Methods: Retrospective study of 24 children with diagnosis of HBL .Study period was  November 1998 to March 2022. We analyzed the treatment pathways offered to these patients to assess the outcomes of multidisciplinary approach for the treatment of HBL. We evaluated demographics the PRETEXT score, therapeutic approach, patient and graft survival. Cases are discussed in a tumor board and liver selection meetings with active participation of oncology, hepatology, surgery, radiology and the multidisciplinary transplant and living liver donor (LLD) team.
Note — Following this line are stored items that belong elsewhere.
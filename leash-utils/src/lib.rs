//! leash-utils: Common utilities shared across leash crates
//!
//! This crate provides:
//! - Unified error types ([`LeashError`], [`Result`])
//! - Logging infrastructure ([`init_logging`], [`LogConfig`])
//! - XDG-compliant path utilities ([`paths`] module)
//! - Broker runtime discovery file ([`runtime`] module)

pub mod error;
pub mod logging;
pub mod paths;
pub mod runtime;

// Re-export main types at crate root for convenience
pub use error::{LeashError, Result};
pub use logging::{init_logging, init_logging_with_config, LogConfig, LogOutput};
pub use runtime::{
    generate_auth_token, load_runtime_config, remove_runtime_config, save_runtime_config,
    RuntimeConfig,
};

// Re-export commonly used path functions
pub use paths::{
    config_dir, ensure_all_dirs, ensure_dir, log_dir, runtime_config_file, runtime_dir, state_dir,
};
//! Path utilities for leash
//!
//! Handles XDG Base Directory specification compliance for config,
//! state, log, and runtime locations.

use directories::ProjectDirs;
use std::path::PathBuf;

/// Application identifier for XDG directories
const APP_NAME: &str = "leash";

fn project_dirs() -> Option<ProjectDirs> {
    ProjectDirs::from("", "", APP_NAME)
}

/// Get the runtime directory
///
/// Location: `$XDG_RUNTIME_DIR/leash` or `/tmp/leash-$UID`
pub fn runtime_dir() -> PathBuf {
    if let Ok(xdg_runtime) = std::env::var("XDG_RUNTIME_DIR") {
        PathBuf::from(xdg_runtime).join(APP_NAME)
    } else {
        // Fallback to /tmp with UID for security
        // SAFETY: getuid() is always safe to call
        let uid = unsafe { libc::getuid() };
        PathBuf::from(format!("/tmp/{}-{}", APP_NAME, uid))
    }
}

/// Get the broker runtime discovery file path
///
/// Location: `$XDG_RUNTIME_DIR/leash/broker.json`
pub fn runtime_config_file() -> PathBuf {
    runtime_dir().join("broker.json")
}

/// Get the configuration directory
///
/// Location: `$XDG_CONFIG_HOME/leash` or `~/.config/leash`
pub fn config_dir() -> PathBuf {
    project_dirs()
        .map(|p| p.config_dir().to_path_buf())
        .unwrap_or_else(fallback_config_dir)
}

/// Get the state directory
///
/// Location: `$XDG_STATE_HOME/leash` or `~/.local/state/leash`
pub fn state_dir() -> PathBuf {
    project_dirs()
        .and_then(|p| p.state_dir().map(|d| d.to_path_buf()))
        .unwrap_or_else(fallback_state_dir)
}

/// Get the log directory
///
/// Location: `$XDG_STATE_HOME/leash/log` or `~/.local/state/leash/log`
pub fn log_dir() -> PathBuf {
    state_dir().join("log")
}

/// Ensure a directory exists, creating it if necessary
pub fn ensure_dir(path: &PathBuf) -> std::io::Result<()> {
    if !path.exists() {
        std::fs::create_dir_all(path)?;
    }
    Ok(())
}

/// Ensure all required directories exist
pub fn ensure_all_dirs() -> std::io::Result<()> {
    ensure_dir(&runtime_dir())?;
    ensure_dir(&config_dir())?;
    ensure_dir(&state_dir())?;
    ensure_dir(&log_dir())?;
    Ok(())
}

// Fallback implementations when ProjectDirs is unavailable

fn home_dir() -> PathBuf {
    std::env::var("HOME")
        .map(PathBuf::from)
        .unwrap_or_else(|_| PathBuf::from("/tmp"))
}

fn fallback_config_dir() -> PathBuf {
    home_dir().join(".config").join(APP_NAME)
}

fn fallback_state_dir() -> PathBuf {
    home_dir().join(".local").join("state").join(APP_NAME)
}
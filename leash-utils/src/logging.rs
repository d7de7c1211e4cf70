//! Logging infrastructure for leash
//!
//! Provides unified logging setup using the tracing ecosystem.

use tracing_subscriber::{
    fmt::{self, format::FmtSpan},
    layer::SubscriberExt,
    util::SubscriberInitExt,
    EnvFilter,
};

use crate::{paths, LeashError, Result};

/// Log output destination
#[derive(Debug, Clone, Copy, PartialEq, Eq)]
pub enum LogOutput {
    /// Log to stderr
    Stderr,
    /// Log to file under the XDG log dir
    File,
    /// Log to both stderr and file
    Both,
}

/// Logging configuration
#[derive(Debug, Clone)]
pub struct LogConfig {
    /// Output destination
    pub output: LogOutput,
    /// Log level filter (e.g., "info", "debug", "leash=debug,tokio=warn")
    pub filter: String,
    /// Include span events (enter/exit)
    pub span_events: bool,
    /// Include file/line in logs
    pub file_line: bool,
    /// Optional custom log file name (defaults to "leash.log")
    pub file_name: Option<String>,
}

impl Default for LogConfig {
    fn default() -> Self {
        Self {
            output: LogOutput::Stderr,
            filter: "info".into(),
            span_events: false,
            file_line: false,
            file_name: None,
        }
    }
}

impl LogConfig {
    /// Create config for requester-side tooling (quiet stderr)
    pub fn client() -> Self {
        Self {
            output: LogOutput::Stderr,
            filter: std::env::var("LEASH_LOG").unwrap_or_else(|_| "warn".into()),
            span_events: false,
            file_line: false,
            file_name: None,
        }
    }

    /// Create config for the broker process
    pub fn broker() -> Self {
        Self {
            output: LogOutput::Stderr,
            filter: std::env::var("LEASH_LOG").unwrap_or_else(|_| "info".into()),
            span_events: false,
            file_line: false,
            file_name: None,
        }
    }

    /// Create config for development (verbose stderr)
    pub fn development() -> Self {
        Self {
            output: LogOutput::Stderr,
            filter: "debug".into(),
            span_events: true,
            file_line: true,
            file_name: None,
        }
    }
}

/// Initialize logging with default configuration
pub fn init_logging() -> Result<()> {
    init_logging_with_config(LogConfig::default())
}

/// Initialize logging with custom configuration
pub fn init_logging_with_config(config: LogConfig) -> Result<()> {
    let filter = EnvFilter::try_new(&config.filter)
        .map_err(|e| LeashError::config(format!("Invalid log filter: {}", e)))?;

    let fmt_layer = fmt::layer()
        .with_target(true)
        .with_thread_ids(false)
        .with_thread_names(false);

    let fmt_layer = if config.span_events {
        fmt_layer.with_span_events(FmtSpan::ENTER | FmtSpan::EXIT)
    } else {
        fmt_layer
    };

    let fmt_layer = if config.file_line {
        fmt_layer.with_file(true).with_line_number(true)
    } else {
        fmt_layer.with_file(false).with_line_number(false)
    };

    let file_name = config.file_name.as_deref().unwrap_or("leash.log");

    match config.output {
        LogOutput::Stderr => {
            tracing_subscriber::registry()
                .with(filter)
                .with(fmt_layer.with_writer(std::io::stderr))
                .try_init()
                .map_err(|e| LeashError::internal(format!("Failed to init logging: {}", e)))?;
        }
        LogOutput::File => {
            let file = open_log_file(file_name)?;
            tracing_subscriber::registry()
                .with(filter)
                .with(fmt_layer.with_writer(file).with_ansi(false))
                .try_init()
                .map_err(|e| LeashError::internal(format!("Failed to init logging: {}", e)))?;
        }
        LogOutput::Both => {
            let file = open_log_file(file_name)?;
            let file_layer = fmt::layer()
                .with_writer(file)
                .with_ansi(false)
                .with_target(true);

            tracing_subscriber::registry()
                .with(filter)
                .with(fmt_layer.with_writer(std::io::stderr))
                .with(file_layer)
                .try_init()
                .map_err(|e| LeashError::internal(format!("Failed to init logging: {}", e)))?;
        }
    }

    Ok(())
}

fn open_log_file(file_name: &str) -> Result<std::fs::File> {
    let log_dir = paths::log_dir();
    std::fs::create_dir_all(&log_dir).map_err(|e| LeashError::FileWrite {
        path: log_dir.clone(),
        source: e,
    })?;

    let log_path = log_dir.join(file_name);
    std::fs::OpenOptions::new()
        .create(true)
        .append(true)
        .open(&log_path)
        .map_err(|e| LeashError::FileWrite {
            path: log_path,
            source: e,
        })
}
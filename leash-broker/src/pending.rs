//! In-flight command relay table
//!
//! Maps a forwarded command's request id to the connection that issued it,
//! so the target's reply can be routed back. Entries are removed the first
//! time they are claimed; a late duplicate reply finds nothing and is
//! discarded. Requesters enforce their own deadlines, so the broker only
//! sweeps abandoned entries to bound memory.

use std::time::{Duration, Instant};

use dashmap::DashMap;
use tracing::debug;

use crate::registry::ConnId;

/// How long a relay entry may sit unanswered before the sweeper drops it.
/// Well past any requester deadline, so a sweep never races a live reply.
pub const RELAY_TTL: Duration = Duration::from_secs(60);

struct RelayEntry {
    requester: ConnId,
    project: String,
    expires_at: Instant,
}

/// Table of commands forwarded to targets and awaiting replies
#[derive(Default)]
pub struct PendingRelay {
    entries: DashMap<String, RelayEntry>,
}

impl PendingRelay {
    pub fn new() -> Self {
        Self::default()
    }

    /// Record that `requester` is waiting on the command with this id
    pub fn insert(&self, id: &str, requester: ConnId, project: &str) {
        self.entries.insert(
            id.to_string(),
            RelayEntry {
                requester,
                project: project.to_string(),
                expires_at: Instant::now() + RELAY_TTL,
            },
        );
    }

    /// Claim the entry for a reply, removing it
    ///
    /// Returns the requester and project, or `None` if the id is unknown
    /// or was already claimed.
    pub fn take(&self, id: &str) -> Option<(ConnId, String)> {
        self.entries
            .remove(id)
            .map(|(_, entry)| (entry.requester, entry.project))
    }

    /// Drop every entry issued by a now-disconnected requester
    pub fn drop_for_requester(&self, requester: ConnId) {
        self.entries.retain(|_, entry| entry.requester != requester);
    }

    /// Remove entries that outlived [`RELAY_TTL`], returning how many
    pub fn sweep(&self) -> usize {
        let now = Instant::now();
        let before = self.entries.len();
        self.entries.retain(|_, entry| entry.expires_at > now);
        let removed = before - self.entries.len();
        if removed > 0 {
            debug!("Swept {} abandoned relay entries", removed);
        }
        removed
    }

    pub fn len(&self) -> usize {
        self.entries.len()
    }

    pub fn is_empty(&self) -> bool {
        self.entries.is_empty()
    }
}

impl std::fmt::Debug for PendingRelay {
    fn fmt(&self, f: &mut std::fmt::Formatter<'_>) -> std::fmt::Result {
        f.debug_struct("PendingRelay")
            .field("len", &self.entries.len())
            .finish()
    }
}
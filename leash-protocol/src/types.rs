//! Core wire types: command envelopes, responses, and log records
//!
//! Every command an agent issues travels in a [`CommandEnvelope`] and comes
//! back as a [`ResponseEnvelope`] carrying the same `id`. The envelopes are
//! serialized flat, so a tap command appears on the wire as
//! `{"type":"command","id":"...","project":"...","action":"tap","testID":"..."}`.

use serde::{Deserialize, Serialize};

use leash_hierarchy::HierarchyNode;

/// Scroll distance in logical pixels when the agent does not specify one
pub const DEFAULT_SCROLL_AMOUNT: f64 = 100.0;

/// Long-press hold duration in milliseconds when the agent does not specify one
pub const DEFAULT_LONG_PRESS_MS: u64 = 1000;

fn default_scroll_amount() -> f64 {
    DEFAULT_SCROLL_AMOUNT
}

fn default_long_press_ms() -> u64 {
    DEFAULT_LONG_PRESS_MS
}

fn default_log_level() -> String {
    "log".to_string()
}

/// Generate a fresh request id for a command envelope
pub fn new_request_id() -> String {
    uuid::Uuid::new_v4().to_string()
}

/// Milliseconds since the Unix epoch
pub fn now_millis() -> u64 {
    std::time::SystemTime::now()
        .duration_since(std::time::UNIX_EPOCH)
        .map(|d| d.as_millis() as u64)
        .unwrap_or(0)
}

// ==================== Commands ====================

/// Direction for scroll and swipe gestures
#[derive(Debug, Clone, Copy, PartialEq, Eq, Serialize, Deserialize)]
#[serde(rename_all = "lowercase")]
pub enum Direction {
    Up,
    Down,
    Left,
    Right,
}

/// Swipe speed
#[derive(Debug, Clone, Copy, PartialEq, Eq, Default, Serialize, Deserialize)]
#[serde(rename_all = "lowercase")]
pub enum Velocity {
    Slow,
    #[default]
    Medium,
    Fast,
}

/// The closed set of operations a target knows how to perform
///
/// The `action` tag and the camelCase field names are the wire contract
/// with target runtimes, which deliver these payloads straight to UI
/// automation hooks.
#[derive(Debug, Clone, PartialEq, Serialize, Deserialize)]
#[serde(tag = "action", rename_all = "camelCase")]
pub enum Action {
    /// Tap the element with the given testID
    Tap {
        #[serde(rename = "testID")]
        test_id: String,
    },
    /// Replace the text of an input element
    Input {
        #[serde(rename = "testID")]
        test_id: String,
        value: String,
    },
    /// Scroll a container by `amount` logical pixels
    Scroll {
        #[serde(rename = "testID")]
        test_id: String,
        direction: Direction,
        #[serde(default = "default_scroll_amount")]
        amount: f64,
    },
    /// Swipe across an element
    Swipe {
        #[serde(rename = "testID")]
        test_id: String,
        direction: Direction,
        #[serde(default)]
        velocity: Velocity,
    },
    /// Press and hold an element
    LongPress {
        #[serde(rename = "testID")]
        test_id: String,
        #[serde(rename = "duration", default = "default_long_press_ms")]
        duration_ms: u64,
    },
    /// Request a snapshot of the current UI tree
    GetViewHierarchy,
    /// Deliver an opaque payload to the application's deep-link handler
    AgentLink { payload: String },
    /// Request the target's buffered console output
    GetConsoleLogs,
    /// Ask the target to start streaming console output as it happens
    SubscribeLogs,
}

impl Action {
    /// Wire name of the action, for error messages and log lines
    pub fn name(&self) -> &'static str {
        match self {
            Action::Tap { .. } => "tap",
            Action::Input { .. } => "input",
            Action::Scroll { .. } => "scroll",
            Action::Swipe { .. } => "swipe",
            Action::LongPress { .. } => "longPress",
            Action::GetViewHierarchy => "getViewHierarchy",
            Action::AgentLink { .. } => "agentLink",
            Action::GetConsoleLogs => "getConsoleLogs",
            Action::SubscribeLogs => "subscribeLogs",
        }
    }
}

/// A routable command: which project it is for plus the action to perform
#[derive(Debug, Clone, PartialEq, Serialize, Deserialize)]
pub struct CommandEnvelope {
    /// Correlation id, echoed back in the response
    pub id: String,
    /// Project the command should be routed to
    pub project: String,
    #[serde(flatten)]
    pub action: Action,
}

impl CommandEnvelope {
    /// Build an envelope with a freshly generated id
    pub fn new(project: impl Into<String>, action: Action) -> Self {
        Self {
            id: new_request_id(),
            project: project.into(),
            action,
        }
    }
}

// ==================== Responses ====================

/// Machine-readable classification for routed errors
#[derive(Debug, Clone, Copy, PartialEq, Eq, Serialize, Deserialize)]
#[serde(rename_all = "snake_case")]
pub enum ErrorCode {
    /// No target is registered for the requested project
    NoTargetConnected,
    /// Handshake token was missing or wrong
    AuthFailed,
    /// Handshake protocol version is incompatible
    ProtocolMismatch,
    /// Frame was parseable JSON but not a valid envelope
    BadEnvelope,
}

/// Structured result data attached to a successful response
#[derive(Debug, Clone, PartialEq, Serialize, Deserialize)]
#[serde(tag = "kind", rename_all = "snake_case")]
pub enum ResponsePayload {
    /// UI tree snapshot
    Hierarchy { hierarchy: HierarchyNode },
    /// Buffered console output
    Logs { logs: Vec<LogRecord> },
    /// Connected targets, answered by the broker itself
    Targets { targets: Vec<TargetInfo> },
    /// Free-form value for actions without a richer shape
    Value { value: serde_json::Value },
}

/// Success or failure of a command
#[derive(Debug, Clone, PartialEq, Serialize, Deserialize)]
#[serde(tag = "status", rename_all = "snake_case")]
pub enum ResponseBody {
    Ok {
        #[serde(flatten)]
        payload: Option<ResponsePayload>,
    },
    Error {
        /// Human-readable description of what went wrong
        error: String,
        #[serde(default, skip_serializing_if = "Option::is_none")]
        code: Option<ErrorCode>,
        /// Projects that do have a registered target, attached to
        /// routing failures so callers can spot misspelled names
        #[serde(default, skip_serializing_if = "Vec::is_empty")]
        known_projects: Vec<String>,
    },
}

/// Reply to a command, correlated by `id`
#[derive(Debug, Clone, PartialEq, Serialize, Deserialize)]
pub struct ResponseEnvelope {
    /// Id of the command this answers
    pub id: String,
    #[serde(flatten)]
    pub body: ResponseBody,
}

impl ResponseEnvelope {
    /// Successful response with no payload
    pub fn ok(id: impl Into<String>) -> Self {
        Self {
            id: id.into(),
            body: ResponseBody::Ok { payload: None },
        }
    }

    /// Successful response carrying a payload
    pub fn ok_with(id: impl Into<String>, payload: ResponsePayload) -> Self {
        Self {
            id: id.into(),
            body: ResponseBody::Ok {
                payload: Some(payload),
            },
        }
    }

    /// Failure response without a machine-readable code
    pub fn error(id: impl Into<String>, message: impl Into<String>) -> Self {
        Self {
            id: id.into(),
            body: ResponseBody::Error {
                error: message.into(),
                code: None,
                known_projects: Vec::new(),
            },
        }
    }

    /// Failure response with a machine-readable code
    pub fn error_with_code(
        id: impl Into<String>,
        code: ErrorCode,
        message: impl Into<String>,
    ) -> Self {
        Self {
            id: id.into(),
            body: ResponseBody::Error {
                error: message.into(),
                code: Some(code),
                known_projects: Vec::new(),
            },
        }
    }

    /// Routing failure: no target registered for `project`
    pub fn no_target(id: impl Into<String>, project: &str, known_projects: Vec<String>) -> Self {
        Self {
            id: id.into(),
            body: ResponseBody::Error {
                error: format!("No target connected for project '{project}'"),
                code: Some(ErrorCode::NoTargetConnected),
                known_projects,
            },
        }
    }

    /// True when the body is `Ok`
    pub fn is_ok(&self) -> bool {
        matches!(self.body, ResponseBody::Ok { .. })
    }
}

// ==================== Logs ====================

/// One console line as a target reports it
#[derive(Debug, Clone, PartialEq, Eq, Serialize, Deserialize)]
pub struct LogEntry {
    /// Severity as the target names it ("log", "warn", "error", ...)
    #[serde(default = "default_log_level")]
    pub level: String,
    pub message: String,
    /// Milliseconds since the Unix epoch; zero when the target did not stamp it
    #[serde(default)]
    pub timestamp: u64,
}

impl LogEntry {
    pub fn new(level: impl Into<String>, message: impl Into<String>) -> Self {
        Self {
            level: level.into(),
            message: message.into(),
            timestamp: now_millis(),
        }
    }
}

/// A buffered log item, as returned by a console-log query
///
/// Older target runtimes report bare strings, newer ones structured
/// entries. Both deserialize into this type.
#[derive(Debug, Clone, PartialEq, Eq, Serialize, Deserialize)]
#[serde(untagged)]
pub enum LogRecord {
    Text(String),
    Entry(LogEntry),
}

impl LogRecord {
    /// The message text regardless of shape
    pub fn message(&self) -> &str {
        match self {
            LogRecord::Text(text) => text,
            LogRecord::Entry(entry) => &entry.message,
        }
    }
}

/// A log line as fanned out to subscribers, stamped with its project
#[derive(Debug, Clone, PartialEq, Eq, Serialize, Deserialize)]
pub struct LogEvent {
    /// Project of the target that emitted the line
    pub project: String,
    #[serde(default = "default_log_level")]
    pub level: String,
    pub message: String,
    #[serde(default)]
    pub timestamp: u64,
}

impl LogEvent {
    /// Stamp a reported entry with the project it came from
    pub fn from_entry(project: impl Into<String>, entry: LogEntry) -> Self {
        Self {
            project: project.into(),
            level: entry.level,
            message: entry.message,
            timestamp: entry.timestamp,
        }
    }
}

impl std::fmt::Display for LogEvent {
    fn fmt(&self, f: &mut std::fmt::Formatter<'_>) -> std::fmt::Result {
        write!(f, "[{}] {}", self.level, self.message)
    }
}

// ==================== Targets ====================

/// Device metadata a target reports after registering
#[derive(Debug, Clone, PartialEq, Eq, Default, Serialize, Deserialize)]
#[serde(rename_all = "camelCase")]
pub struct DeviceInfo {
    #[serde(default)]
    pub is_simulator: bool,
    #[serde(default, skip_serializing_if = "Option::is_none")]
    pub device_id: Option<String>,
    #[serde(default, skip_serializing_if = "Option::is_none")]
    pub bundle_id: Option<String>,
    #[serde(default, skip_serializing_if = "Option::is_none")]
    pub device_name: Option<String>,
    #[serde(default, skip_serializing_if = "Option::is_none")]
    pub os_version: Option<String>,
    #[serde(default, skip_serializing_if = "Option::is_none")]
    pub device_model: Option<String>,
}

/// One connected target, as reported by a target listing
#[derive(Debug, Clone, PartialEq, Eq, Serialize, Deserialize)]
pub struct TargetInfo {
    pub project: String,
    #[serde(default, skip_serializing_if = "Option::is_none")]
    pub device: Option<DeviceInfo>,
}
Results: 24 children with diagnosis of HBL, were enrolled in a multidisciplinary approach, 54% percent were female, the median age at time of resection/transplantation was 31 months (range: 8 - 127 months)  Most of them were classified as PRETEXT IV (58%), followed by PRETEXT III and II (33% and 8.3% respectively). Resection was performed in 12 patients and eventually 6 (50%) required transplantation, of these 4 were salvage LT for recurrence of disease and 2 were transplanted for complications after aggressive resection. Seven patients received transarterial chemoembolization (TACE), 4 children were downstaged and resected and 2 went to LT. Over 80% of the patients resected and/or had TACE completed standard transplant work up and were listed. Half of these had a living liver donor approved and in the last 5 years LLD available on the day of resection in case we could not obtain an R0 resection. Eighteen LT were performed in 16 patients, of the 2 patients were retransplanted (reLT), 1 was and early reLT for HAT and 1 reLT (>5 years) for chronic rejection. 1 patient is currently waiting as a Status 1b (U.S.). Median waitlist time for transplant patients was 69 days with no waitlist mortality at this point. 44% of the LT were technical variants and 25% LDLT. 80% percent of the patients are still alive and 68.5% are free of recurrence. LT survival is 75% with a mean follow-up time of 5 years. Sixty-six percent of patients who underwent salvage are alive.

Conclusions: For children with HBL it is imperative to have a constant quality assessment, multidisciplinary protocol and continuous improvement projects to ensure review and decision making with combined medical (oncology/hepatology) surgical and radiologic expertise to ensure good long term outcomes.